Herry Gunawan mengkritik pembiaran terhadap praktik rangkap jabatan ini, dengan menilai bahwa pemerintah tampaknya mengabaikan peraturan yang telah ditetapkan.
"Praktik ini mencerminkan sikap yang buruk terhadap tata kelola BUMN," ujar Herry.
Ia menambahkan bahwa hal ini juga menunjukkan bahwa BUMN dikelola tanpa mematuhi regulasi yang ada, dan bahwa kepentingan pribadi pejabat lebih diprioritaskan daripada kepentingan negara.
Pengamat kebijakan publik, Achmad Hanif, menilai bahwa keberadaan pejabat publik dalam jajaran komisaris BUMN dapat meningkatkan potensi konflik kepentingan.

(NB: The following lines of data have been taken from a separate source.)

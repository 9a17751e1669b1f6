use std::path::Path;

use anyhow::Result;
use log::info;

use qfc_node::{Blockchain, ChainConfig};

#[tokio::main]
async fn main() -> Result<()> {
    env_logger::init();

    let config = match std::env::args().nth(1) {
        Some(path) => ChainConfig::load(Path::new(&path)),
        None => ChainConfig::default(),
    };

    let chain = Blockchain::load_or_cold_start(config);
    let handles = chain.clone().start();
    info!("QFC node running with {} shards", chain.shard_count());

    tokio::signal::ctrl_c().await?;
    info!("Shutdown requested; draining shard tasks");
    chain.shutdown();
    for handle in handles {
        let _ = handle.await;
    }

    Ok(())
}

Ia berpendapat bahwa idealnya, komisaris BUMN diisi oleh individu yang profesional dan independen, bukan pejabat yang memiliki hubungan langsung dengan kebijakan pemerintah.
"Ini bisa melemahkan independensi dan efektivitas pengawasan perusahaan," kata Achmad.
Ia juga menyebut bahwa praktik rangkap jabatan ini berpotensi merusak upaya reformasi birokrasi dan manajemen BUMN yang telah digalakkan pemerintah selama satu dekade terakhir.Lebih lanjut, Achmad mengatakan bahwa keberadaan pejabat publik dalam struktur komisaris dapat membuat keputusan strategis lebih cenderung berpihak pada kepentingan politik jangka pendek daripada prinsip bisnis yang berkelanjutan.
Hal ini bisa berdampak pada kebijakan kredit, ekspansi usaha, dan risiko yang diambil oleh bank.
"Jika tidak dikelola dengan baik, ada risiko 'moral hazard' ketika keputusan perbankan lebih dipengaruhi oleh faktor eksternal daripada prinsip kehati-hatian," ujar Achmad.